- [ASSIGNMENT]: Reading the records beneath this task, work out how many lines contain the word "collected" and reply with only that number.

____ MATERIAL PROVIDED

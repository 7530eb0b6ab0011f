//! Spawn policy and spawn scheduling.
//!
//! A [`SpawnPolicy`] answers two questions for one entity type: where does
//! the next instance appear, and how long until the one after it. It keeps
//! no state of its own; randomness comes from the caller's RNG.
//!
//! A [`Spawner`] is the cooperative task that runs a policy. Instead of a
//! suspended coroutine it holds an explicit `next_fire` timestamp that is
//! re-armed every time it fires. Once enabled it runs until disabled.

use std::time::Duration;

use rand::Rng;
use tracing::{debug, trace};

use crate::{authority::SpawnMode, entity::EntityCategory, math::Vec2};

/// Area a spawn position is sampled from.
#[derive(Debug, Clone, Copy, PartialEq)]
pub enum SpawnRegion {
    /// Axis-aligned rectangle; a horizontal strip when `min.y == max.y`.
    Rect { min: Vec2, max: Vec2 },
    /// A fixed point.
    Point(Vec2),
}

impl SpawnRegion {
    /// Horizontal strip at height `y`.
    pub const fn strip(x_min: f32, x_max: f32, y: f32) -> Self {
        SpawnRegion::Rect {
            min: Vec2::new(x_min, y),
            max: Vec2::new(x_max, y),
        }
    }

    pub fn sample<R: Rng>(&self, rng: &mut R) -> Vec2 {
        match *self {
            SpawnRegion::Rect { min, max } => Vec2::new(
                rng.gen_range(min.x..=max.x),
                rng.gen_range(min.y..=max.y),
            ),
            SpawnRegion::Point(p) => p,
        }
    }

    pub fn contains(&self, p: Vec2) -> bool {
        match *self {
            SpawnRegion::Rect { min, max } => {
                p.x >= min.x && p.x <= max.x && p.y >= min.y && p.y <= max.y
            }
            SpawnRegion::Point(q) => p == q,
        }
    }
}

/// A spawn region with a human-readable name (for logs).
#[derive(Debug, Clone, Copy, PartialEq)]
pub struct NamedRegion {
    pub name: &'static str,
    pub region: SpawnRegion,
}

/// Whole-second delay window, `min_secs..max_secs` (max exclusive).
#[derive(Debug, Clone, Copy, PartialEq, Eq)]
pub struct Jitter {
    pub min_secs: u64,
    pub max_secs: u64,
}

impl Jitter {
    pub const fn secs(min_secs: u64, max_secs: u64) -> Self {
        Self { min_secs, max_secs }
    }

    pub fn sample<R: Rng>(&self, rng: &mut R) -> Duration {
        if self.max_secs <= self.min_secs {
            return Duration::from_secs(self.min_secs);
        }
        Duration::from_secs(rng.gen_range(self.min_secs..self.max_secs))
    }
}

/// Timing of a spawn loop.
#[derive(Debug, Clone, Copy, PartialEq, Eq)]
pub struct Cadence {
    /// Wait before the first spawn after enabling.
    pub initial_delay: Duration,
    /// Delay between spawns when running offline.
    pub solo: Jitter,
    /// Delay between spawns when running as the multiplayer authority.
    pub multiplayer: Jitter,
}

const COIN_REGIONS: [NamedRegion; 6] = [
    NamedRegion {
        name: "upper-left-ledge",
        region: SpawnRegion::strip(-7.65, -3.13, 4.5),
    },
    NamedRegion {
        name: "upper-right-ledge",
        region: SpawnRegion::strip(3.13, 7.65, 4.5),
    },
    NamedRegion {
        name: "center-ledge",
        region: SpawnRegion::strip(-1.75, 1.75, 2.0),
    },
    NamedRegion {
        name: "lower-left-ledge",
        region: SpawnRegion::strip(-8.8, -3.0, -1.0),
    },
    NamedRegion {
        name: "lower-right-ledge",
        region: SpawnRegion::strip(3.0, 8.8, -1.0),
    },
    NamedRegion {
        name: "left-step",
        region: SpawnRegion::Point(Vec2::new(-1.75, -3.5)),
    },
];

const MISSILE_REGIONS: [NamedRegion; 3] = [
    NamedRegion {
        name: "right-high",
        region: SpawnRegion::Point(Vec2::new(11.0, 2.23)),
    },
    NamedRegion {
        name: "right-low",
        region: SpawnRegion::Point(Vec2::new(11.0, -3.5)),
    },
    NamedRegion {
        name: "left-high",
        region: SpawnRegion::Point(Vec2::new(-11.0, 2.23)),
    },
];

/// Per-type position generator and timing.
#[derive(Debug, Clone, PartialEq)]
pub struct SpawnPolicy {
    pub category: EntityCategory,
    pub regions: Vec<NamedRegion>,
    pub cadence: Cadence,
}

impl SpawnPolicy {
    pub fn coins() -> Self {
        Self {
            category: EntityCategory::Coin,
            regions: COIN_REGIONS.to_vec(),
            cadence: Cadence {
                initial_delay: Duration::from_secs(1),
                solo: Jitter::secs(5, 10),
                multiplayer: Jitter::secs(3, 6),
            },
        }
    }

    pub fn missiles() -> Self {
        Self {
            category: EntityCategory::Missile,
            regions: MISSILE_REGIONS.to_vec(),
            cadence: Cadence {
                initial_delay: Duration::from_secs(3),
                solo: Jitter::secs(4, 7),
                multiplayer: Jitter::secs(4, 7),
            },
        }
    }

    /// Enemies walk out of a pipe at a fixed point.
    pub fn enemies_at(pipe: Vec2) -> Self {
        Self {
            category: EntityCategory::Enemy,
            regions: vec![NamedRegion {
                name: "pipe",
                region: SpawnRegion::Point(pipe),
            }],
            cadence: Cadence {
                initial_delay: Duration::ZERO,
                solo: Jitter::secs(3, 6),
                multiplayer: Jitter::secs(3, 6),
            },
        }
    }

    /// Uniform region choice, then a uniform sample inside it.
    pub fn next_position<R: Rng>(&self, rng: &mut R) -> Vec2 {
        if self.regions.is_empty() {
            return Vec2::ZERO;
        }
        let region = &self.regions[rng.gen_range(0..self.regions.len())];
        let position = region.region.sample(rng);
        trace!(region = region.name, ?position, "Sampled spawn position");
        position
    }

    /// Delay until the next spawn.
    pub fn cadence<R: Rng>(&self, multiplayer: bool, rng: &mut R) -> Duration {
        if multiplayer {
            self.cadence.multiplayer.sample(rng)
        } else {
            self.cadence.solo.sample(rng)
        }
    }

    pub fn initial_delay(&self) -> Duration {
        self.cadence.initial_delay
    }
}

/// A position produced by a spawner, waiting to be routed.
#[derive(Debug, Clone, Copy, PartialEq)]
pub struct SpawnRequest {
    pub category: EntityCategory,
    pub position: Vec2,
}

/// Cooperative spawn loop for one policy.
#[derive(Debug, Clone)]
pub struct Spawner {
    policy: SpawnPolicy,
    mode: Option<SpawnMode>,
    next_fire: Option<Duration>,
}

impl Spawner {
    pub fn new(policy: SpawnPolicy) -> Self {
        Self {
            policy,
            mode: None,
            next_fire: None,
        }
    }

    pub fn policy(&self) -> &SpawnPolicy {
        &self.policy
    }

    pub fn is_enabled(&self) -> bool {
        self.mode.is_some()
    }

    /// Whether the loop is armed (enabled in a mode that spawns).
    pub fn is_running(&self) -> bool {
        self.next_fire.is_some()
    }

    pub fn next_fire(&self) -> Option<Duration> {
        self.next_fire
    }

    /// Enables the spawner. The mode is fixed until the next `disable`;
    /// enabling an enabled spawner does nothing.
    pub fn enable(&mut self, mode: SpawnMode, now: Duration) {
        if self.mode.is_some() {
            return;
        }
        self.mode = Some(mode);
        self.next_fire = mode
            .runs_spawn_loop()
            .then(|| now + self.policy.initial_delay());
        debug!(category = ?self.policy.category, ?mode, running = self.next_fire.is_some(), "Spawner enabled");
    }

    pub fn disable(&mut self) {
        if self.mode.take().is_some() {
            debug!(category = ?self.policy.category, "Spawner disabled");
        }
        self.next_fire = None;
    }

    /// Fires at most once if the timer has elapsed, then re-arms.
    pub fn poll<R: Rng>(&mut self, now: Duration, rng: &mut R) -> Option<SpawnRequest> {
        let (Some(mode), Some(due)) = (self.mode, self.next_fire) else {
            return None;
        };
        if now < due {
            return None;
        }
        let position = self.policy.next_position(rng);
        let multiplayer = mode == SpawnMode::AuthoritativeOwner;
        self.next_fire = Some(now + self.policy.cadence(multiplayer, rng));
        Some(SpawnRequest {
            category: self.policy.category,
            position,
        })
    }
}

#[cfg(test)]
mod tests {
    use super::*;
    use rand::{rngs::StdRng, SeedableRng};

    fn rng() -> StdRng {
        StdRng::seed_from_u64(7)
    }

    #[test]
    fn coin_positions_fall_in_named_regions() {
        let policy = SpawnPolicy::coins();
        let mut rng = rng();
        for _ in 0..500 {
            let p = policy.next_position(&mut rng);
            assert!(
                policy.regions.iter().any(|r| r.region.contains(p)),
                "{p:?} outside every region"
            );
        }
    }

    #[test]
    fn missile_positions_are_launch_points() {
        let policy = SpawnPolicy::missiles();
        let mut rng = rng();
        for _ in 0..100 {
            let p = policy.next_position(&mut rng);
            assert_eq!(p.x.abs(), 11.0);
        }
    }

    #[test]
    fn enemy_spawns_at_pipe() {
        let pipe = Vec2::new(-7.0, 4.0);
        let policy = SpawnPolicy::enemies_at(pipe);
        assert_eq!(policy.next_position(&mut rng()), pipe);
    }

    #[test]
    fn coin_cadence_windows() {
        let policy = SpawnPolicy::coins();
        let mut rng = rng();
        for _ in 0..200 {
            let solo = policy.cadence(false, &mut rng).as_secs();
            assert!((5..10).contains(&solo));
            let multi = policy.cadence(true, &mut rng).as_secs();
            assert!((3..6).contains(&multi));
        }
    }

    #[test]
    fn degenerate_jitter_is_fixed() {
        assert_eq!(Jitter::secs(2, 2).sample(&mut rng()), Duration::from_secs(2));
    }

    #[test]
    fn spawner_waits_initial_delay_then_repeats() {
        let mut spawner = Spawner::new(SpawnPolicy::missiles());
        let mut rng = rng();
        spawner.enable(SpawnMode::Solo, Duration::ZERO);
        assert!(spawner.poll(Duration::from_secs(2), &mut rng).is_none());

        let req = spawner.poll(Duration::from_secs(3), &mut rng).unwrap();
        assert_eq!(req.category, EntityCategory::Missile);

        let next = spawner.next_fire().unwrap();
        assert!(next >= Duration::from_secs(7) && next < Duration::from_secs(10));
        assert!(spawner.poll(Duration::from_secs(3), &mut rng).is_none());
    }

    #[test]
    fn fires_at_most_once_per_poll() {
        let mut spawner = Spawner::new(SpawnPolicy::enemies_at(Vec2::ZERO));
        let mut rng = rng();
        spawner.enable(SpawnMode::AuthoritativeOwner, Duration::ZERO);
        assert!(spawner.poll(Duration::from_secs(100), &mut rng).is_some());
        assert!(spawner.poll(Duration::from_secs(100), &mut rng).is_none());
    }

    #[test]
    fn guest_never_arms() {
        let mut spawner = Spawner::new(SpawnPolicy::coins());
        spawner.enable(SpawnMode::AuthoritativeGuest, Duration::ZERO);
        assert!(spawner.is_enabled());
        assert!(!spawner.is_running());
        assert!(spawner.poll(Duration::from_secs(60), &mut rng()).is_none());
    }

    #[test]
    fn enable_is_one_shot_until_disabled() {
        let mut spawner = Spawner::new(SpawnPolicy::coins());
        spawner.enable(SpawnMode::AuthoritativeOwner, Duration::ZERO);
        let armed = spawner.next_fire();
        spawner.enable(SpawnMode::AuthoritativeGuest, Duration::from_secs(10));
        assert_eq!(spawner.next_fire(), armed);

        spawner.disable();
        assert!(!spawner.is_enabled());
        assert!(spawner.poll(Duration::from_secs(60), &mut rng()).is_none());

        spawner.enable(SpawnMode::Solo, Duration::from_secs(10));
        assert_eq!(spawner.next_fire(), Some(Duration::from_secs(11)));
    }
}
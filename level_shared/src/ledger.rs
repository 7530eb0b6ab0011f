//! Session score ledger.
//!
//! Every peer keeps a [`ScoreBoard`] mirror for display. Only the authority
//! decides that a coin was collected: collection requests are routed to it,
//! it checks the coin still exists, destroys it, and broadcasts the score
//! change. The first request for a coin wins; later ones find nothing to
//! destroy and do nothing.

use serde::{Deserialize, Serialize};
use tracing::{debug, info};

use crate::{
    entity::{EntityCategory, NetworkId, PeerOrdinal},
    net::{CallTarget, Outgoing, RemoteCall, Sound},
    objects::NetworkObjects,
};

/// Per-player coin counts.
#[derive(Debug, Clone, Copy, PartialEq, Eq, Default, Serialize, Deserialize)]
pub struct ScoreBoard {
    pub player1: u32,
    pub player2: u32,
}

impl ScoreBoard {
    pub fn get(&self, is_player1: bool) -> u32 {
        if is_player1 {
            self.player1
        } else {
            self.player2
        }
    }

    fn slot_mut(&mut self, is_player1: bool) -> &mut u32 {
        if is_player1 {
            &mut self.player1
        } else {
            &mut self.player2
        }
    }

    pub fn increment(&mut self, is_player1: bool) {
        let slot = self.slot_mut(is_player1);
        *slot = slot.saturating_add(1);
    }

    pub fn reset(&mut self, is_player1: bool) {
        *self.slot_mut(is_player1) = 0;
    }
}

#[derive(Debug, Default)]
pub struct SessionScoreLedger {
    scores: ScoreBoard,
}

impl SessionScoreLedger {
    pub fn new() -> Self {
        Self::default()
    }

    pub fn scores(&self) -> ScoreBoard {
        self.scores
    }

    /// Authority side of a collection request.
    ///
    /// Returns the follow-up calls to issue, or `None` when the coin was
    /// already destroyed.
    pub fn destroy_collectible(
        &mut self,
        id: NetworkId,
        collector: PeerOrdinal,
        objects: &mut NetworkObjects,
    ) -> Option<Vec<Outgoing>> {
        let is_coin = objects
            .get(id)
            .is_some_and(|o| o.entity.category == EntityCategory::Coin);
        if !is_coin || !objects.destroy(id) {
            debug!(?id, ?collector, "Collectible already gone");
            return None;
        }

        let mut out = vec![Outgoing::new(
            CallTarget::Others,
            RemoteCall::DestroyNetworkObject { id },
        )];
        if let Some(is_player1) = collector.score_slot() {
            info!(?id, ?collector, "Coin collected");
            out.push(Outgoing::new(
                CallTarget::All,
                RemoteCall::IncrementScore { is_player1 },
            ));
            out.push(Outgoing::new(
                CallTarget::All,
                RemoteCall::PlaySound { sound: Sound::Coin },
            ));
        } else {
            debug!(?id, "Coin removed without collector");
        }
        Some(out)
    }

    pub fn apply_increment(&mut self, is_player1: bool) -> ScoreBoard {
        self.scores.increment(is_player1);
        self.scores
    }

    pub fn apply_reset(&mut self, is_player1: bool) -> ScoreBoard {
        self.scores.reset(is_player1);
        self.scores
    }
}
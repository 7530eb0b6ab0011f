//! Level events.
//!
//! The level reports what its external collaborators (audio, UI panels,
//! scene loader, score labels) should do by pushing typed events onto an
//! [`EventBus`]. Sound cues go on the bus as [`Sound`](crate::net::Sound)
//! values, everything else as [`LevelEvent`].

use std::{
    any::{Any, TypeId},
    collections::HashMap,
};

use crate::{entity::PeerOrdinal, ledger::ScoreBoard, math::Vec2, session::Panel};

/// Something the presentation layer should react to.
#[derive(Debug, Clone, PartialEq)]
pub enum LevelEvent {
    ScoreChanged(ScoreBoard),
    HighScoreLoaded(u32),
    PanelShown(Panel),
    PanelHidden(Panel),
    PlayerSpawned { ordinal: PeerOrdinal, position: Vec2 },
    PlayerDied { ordinal: PeerOrdinal },
    GameOver { score: u32, high_score: u32 },
    LeaveRoom,
    ReloadScene,
}

/// Typed event bus.
#[derive(Default)]
pub struct EventBus {
    queues: HashMap<TypeId, Box<dyn Any + Send + Sync>>,
}

impl EventBus {
    pub fn new() -> Self {
        Self::default()
    }

    /// Pushes an event into the queue for its type.
    pub fn push<E: 'static + Send + Sync>(&mut self, e: E) {
        let q = self
            .queues
            .entry(TypeId::of::<E>())
            .or_insert_with(|| Box::new(Vec::<E>::new()));
        let q = q.downcast_mut::<Vec<E>>().expect("queue type mismatch");
        q.push(e);
    }

    /// Drains all queued events of a type, oldest first.
    pub fn drain<E: 'static + Send + Sync>(&mut self) -> Vec<E> {
        self.queues
            .remove(&TypeId::of::<E>())
            .and_then(|boxed| boxed.downcast::<Vec<E>>().ok())
            .map(|boxed| *boxed)
            .unwrap_or_default()
    }

    /// Number of queued events of a type.
    pub fn pending<E: 'static + Send + Sync>(&self) -> usize {
        self.queues
            .get(&TypeId::of::<E>())
            .and_then(|q| q.downcast_ref::<Vec<E>>())
            .map_or(0, Vec::len)
    }
}
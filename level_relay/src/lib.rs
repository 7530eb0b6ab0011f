//! `level_relay`
//!
//! Room relay for two-peer sessions:
//! - Assigns peer ordinals and nicknames
//! - Tracks the authority peer and hands it over when it leaves
//! - Routes remote calls to `All` / `Others` / `Authority` / `RoomObject`
//! - Forwards player snapshots to the non-owning peer
//! - Replays cached creation calls to late joiners

pub mod relay;

pub use relay::RelayServer;
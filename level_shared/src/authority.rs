//! Spawn authority.
//!
//! Decides, per session mode, whether a spawn happens locally or is
//! requested through the relay, and turns inbound spawn calls into pool
//! instantiations.
//!
//! | mode                 | spawn loop | on `request_spawn`                      |
//! |----------------------|------------|-----------------------------------------|
//! | `Solo`               | yes        | instantiate from the pool now           |
//! | `AuthoritativeOwner` | yes        | issue a remote call to every peer       |
//! | `AuthoritativeGuest` | no         | nothing (receives the owner's calls)    |

use tracing::debug;

use crate::{
    entity::{EntityCategory, NetworkIdAllocator, PeerOrdinal},
    math::Vec2,
    net::{CallTarget, Outgoing, RemoteCall},
    pool::{EntityHandle, EntityPool},
    spawn::SpawnRequest,
};

/// How this peer takes part in spawning. Fixed when the spawners are enabled.
#[derive(Debug, Clone, Copy, PartialEq, Eq)]
pub enum SpawnMode {
    Solo,
    AuthoritativeOwner,
    AuthoritativeGuest,
}

impl SpawnMode {
    pub fn resolve(connected: bool, ordinal: PeerOrdinal) -> Self {
        if !connected {
            SpawnMode::Solo
        } else if ordinal == PeerOrdinal::TWO {
            SpawnMode::AuthoritativeGuest
        } else {
            SpawnMode::AuthoritativeOwner
        }
    }

    pub fn runs_spawn_loop(self) -> bool {
        self != SpawnMode::AuthoritativeGuest
    }
}

/// What became of a spawn request.
#[derive(Debug, Clone, PartialEq)]
pub enum SpawnDecision {
    /// Instantiated locally.
    Local(EntityHandle),
    /// Must be sent to the relay.
    Remote(Outgoing),
    /// Pool exhausted, or this peer doesn't spawn.
    Dropped,
}

pub struct AuthorityRouter {
    mode: SpawnMode,
    room_ids: NetworkIdAllocator,
}

impl Default for AuthorityRouter {
    fn default() -> Self {
        Self::new()
    }
}

impl AuthorityRouter {
    pub fn new() -> Self {
        Self {
            mode: SpawnMode::Solo,
            room_ids: NetworkIdAllocator::room(),
        }
    }

    pub fn mode(&self) -> SpawnMode {
        self.mode
    }

    pub fn set_mode(&mut self, mode: SpawnMode) {
        self.mode = mode;
    }

    pub fn request_spawn(&mut self, request: SpawnRequest, pool: &mut EntityPool) -> SpawnDecision {
        let SpawnRequest { category, position } = request;
        match self.mode {
            SpawnMode::Solo => pool
                .spawn(category, position)
                .map_or(SpawnDecision::Dropped, SpawnDecision::Local),
            SpawnMode::AuthoritativeOwner => {
                let outgoing = match category {
                    EntityCategory::Coin => Outgoing::new(
                        CallTarget::RoomObject,
                        RemoteCall::InstantiateCoin {
                            id: self.room_ids.next_id(),
                            position,
                        },
                    ),
                    EntityCategory::Enemy => {
                        Outgoing::new(CallTarget::All, RemoteCall::InstantiateEnemy { position })
                    }
                    EntityCategory::Missile => {
                        Outgoing::new(CallTarget::All, RemoteCall::InstantiateMissile { position })
                    }
                    EntityCategory::Player => {
                        debug!("Players are not spawned by generators");
                        return SpawnDecision::Dropped;
                    }
                };
                SpawnDecision::Remote(outgoing)
            }
            SpawnMode::AuthoritativeGuest => {
                debug!(?category, "Guest does not originate spawns");
                SpawnDecision::Dropped
            }
        }
    }

    /// One pool instantiation per received call; no dedup.
    pub fn on_remote_spawn(
        &self,
        category: EntityCategory,
        position: Vec2,
        pool: &mut EntityPool,
    ) -> Option<EntityHandle> {
        pool.spawn(category, position)
    }
}
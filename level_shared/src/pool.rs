//! Entity pool.
//!
//! Recycles deactivated entity instances by category instead of allocating
//! new ones. Each slot is in exactly one of three states:
//! - `Pooled`: inactive and on the free list.
//! - `Claimed`: handed out by [`EntityPool::acquire`], not yet activated.
//! - `Active`: live in the level.
//!
//! Exhaustion is not an error: `acquire` returns `None` and the caller
//! skips its spawn.

use std::collections::HashMap;

use tracing::{debug, trace};

use crate::{
    entity::{Entity, EntityCategory},
    math::Vec2,
};

/// Stable handle to a pool slot.
#[derive(Debug, Clone, Copy, PartialEq, Eq, Hash, PartialOrd, Ord)]
pub struct EntityHandle(usize);

/// Lifecycle state of a pool slot.
#[derive(Debug, Clone, Copy, PartialEq, Eq)]
pub enum SlotState {
    Pooled,
    Claimed,
    Active,
}

struct Slot {
    entity: Entity,
    state: SlotState,
}

/// Category-keyed reuse cache.
#[derive(Default)]
pub struct EntityPool {
    slots: Vec<Slot>,
    free: HashMap<EntityCategory, Vec<EntityHandle>>,
}

impl EntityPool {
    pub fn new() -> Self {
        Self::default()
    }

    /// Cold-start population: adds `count` inactive instances of `category`.
    pub fn populate(&mut self, category: EntityCategory, count: usize) {
        for _ in 0..count {
            let handle = EntityHandle(self.slots.len());
            self.slots.push(Slot {
                entity: Entity::new(category),
                state: SlotState::Pooled,
            });
            self.free.entry(category).or_default().push(handle);
        }
    }

    /// Claims a pooled instance of `category`, if one is free.
    pub fn acquire(&mut self, category: EntityCategory) -> Option<EntityHandle> {
        let handle = self.free.get_mut(&category)?.pop()?;
        self.slots[handle.0].state = SlotState::Claimed;
        trace!(?handle, ?category, "Claimed pooled entity");
        Some(handle)
    }

    /// Activates a claimed instance at `position`, resetting its transform.
    ///
    /// Returns `false` if the handle is not currently claimed.
    pub fn activate(&mut self, handle: EntityHandle, position: Vec2) -> bool {
        let Some(slot) = self.slots.get_mut(handle.0) else {
            return false;
        };
        if slot.state != SlotState::Claimed {
            return false;
        }
        slot.entity.place(position);
        slot.state = SlotState::Active;
        true
    }

    /// Acquires and activates in one step. `None` when the pool is exhausted.
    pub fn spawn(&mut self, category: EntityCategory, position: Vec2) -> Option<EntityHandle> {
        let Some(handle) = self.acquire(category) else {
            debug!(?category, "Pool exhausted, spawn dropped");
            return None;
        };
        self.activate(handle, position);
        Some(handle)
    }

    /// Returns an instance to the pool. Releasing a pooled instance is a no-op.
    pub fn release(&mut self, handle: EntityHandle) {
        let Some(slot) = self.slots.get_mut(handle.0) else {
            return;
        };
        if slot.state == SlotState::Pooled {
            return;
        }
        slot.entity.active = false;
        slot.state = SlotState::Pooled;
        self.free
            .entry(slot.entity.category)
            .or_default()
            .push(handle);
    }

    /// Deactivates every active instance of `category`.
    pub fn release_all(&mut self, category: EntityCategory) {
        let handles: Vec<EntityHandle> = self.active(category).collect();
        for h in handles {
            self.release(h);
        }
    }

    /// Handles of active instances of `category`, in slot order.
    pub fn active(&self, category: EntityCategory) -> impl Iterator<Item = EntityHandle> + '_ {
        self.slots
            .iter()
            .enumerate()
            .filter(move |(_, s)| s.state == SlotState::Active && s.entity.category == category)
            .map(|(i, _)| EntityHandle(i))
    }

    /// Number of pooled instances ready for `acquire`.
    pub fn available(&self, category: EntityCategory) -> usize {
        self.free.get(&category).map_or(0, Vec::len)
    }

    pub fn state(&self, handle: EntityHandle) -> Option<SlotState> {
        self.slots.get(handle.0).map(|s| s.state)
    }

    pub fn get(&self, handle: EntityHandle) -> Option<&Entity> {
        self.slots.get(handle.0).map(|s| &s.entity)
    }

    pub fn get_mut(&mut self, handle: EntityHandle) -> Option<&mut Entity> {
        self.slots.get_mut(handle.0).map(|s| &mut s.entity)
    }

    /// Moves every active enemy and missile along its travel direction.
    pub fn advance_movers(&mut self, dt_sec: f32) {
        for slot in &mut self.slots {
            if slot.state == SlotState::Active {
                slot.entity.advance(dt_sec);
            }
        }
    }
}

#[cfg(test)]
mod tests {
    use super::*;
    use crate::entity::Transform;

    #[test]
    fn exhausted_pool_returns_none() {
        let mut pool = EntityPool::new();
        assert!(pool.acquire(EntityCategory::Coin).is_none());
        assert!(pool.spawn(EntityCategory::Coin, Vec2::ZERO).is_none());
        assert_eq!(pool.active(EntityCategory::Coin).count(), 0);
    }

    #[test]
    fn acquire_claims_without_activating() {
        let mut pool = EntityPool::new();
        pool.populate(EntityCategory::Enemy, 1);
        let h = pool.acquire(EntityCategory::Enemy).unwrap();
        assert_eq!(pool.state(h), Some(SlotState::Claimed));
        assert!(!pool.get(h).unwrap().active);
        assert_eq!(pool.available(EntityCategory::Enemy), 0);
    }

    #[test]
    fn activation_resets_transform() {
        let mut pool = EntityPool::new();
        pool.populate(EntityCategory::Coin, 1);
        let h = pool.spawn(EntityCategory::Coin, Vec2::new(1.0, 1.0)).unwrap();
        pool.get_mut(h).unwrap().transform.rotation = 90.0;
        pool.release(h);

        let h2 = pool.spawn(EntityCategory::Coin, Vec2::new(2.0, 3.0)).unwrap();
        assert_eq!(h, h2);
        assert_eq!(
            pool.get(h2).unwrap().transform,
            Transform::at(Vec2::new(2.0, 3.0))
        );
    }

    #[test]
    fn activate_requires_claim() {
        let mut pool = EntityPool::new();
        pool.populate(EntityCategory::Coin, 1);
        let h = pool.spawn(EntityCategory::Coin, Vec2::ZERO).unwrap();
        assert!(!pool.activate(h, Vec2::new(5.0, 5.0)));
        assert_eq!(pool.get(h).unwrap().transform.position, Vec2::ZERO);
    }

    #[test]
    fn double_release_keeps_single_free_entry() {
        let mut pool = EntityPool::new();
        pool.populate(EntityCategory::Missile, 1);
        let h = pool.spawn(EntityCategory::Missile, Vec2::ZERO).unwrap();
        pool.release(h);
        pool.release(h);
        assert_eq!(pool.available(EntityCategory::Missile), 1);
        assert_eq!(pool.state(h), Some(SlotState::Pooled));
    }

    #[test]
    fn categories_are_isolated() {
        let mut pool = EntityPool::new();
        pool.populate(EntityCategory::Enemy, 2);
        assert!(pool.acquire(EntityCategory::Missile).is_none());
        pool.spawn(EntityCategory::Enemy, Vec2::ZERO);
        pool.spawn(EntityCategory::Enemy, Vec2::ZERO);
        assert_eq!(pool.active(EntityCategory::Enemy).count(), 2);
        pool.release_all(EntityCategory::Enemy);
        assert_eq!(pool.active(EntityCategory::Enemy).count(), 0);
        assert_eq!(pool.available(EntityCategory::Enemy), 2);
    }
}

________

- [ANSWER FOR THIS EXERCISE]: 2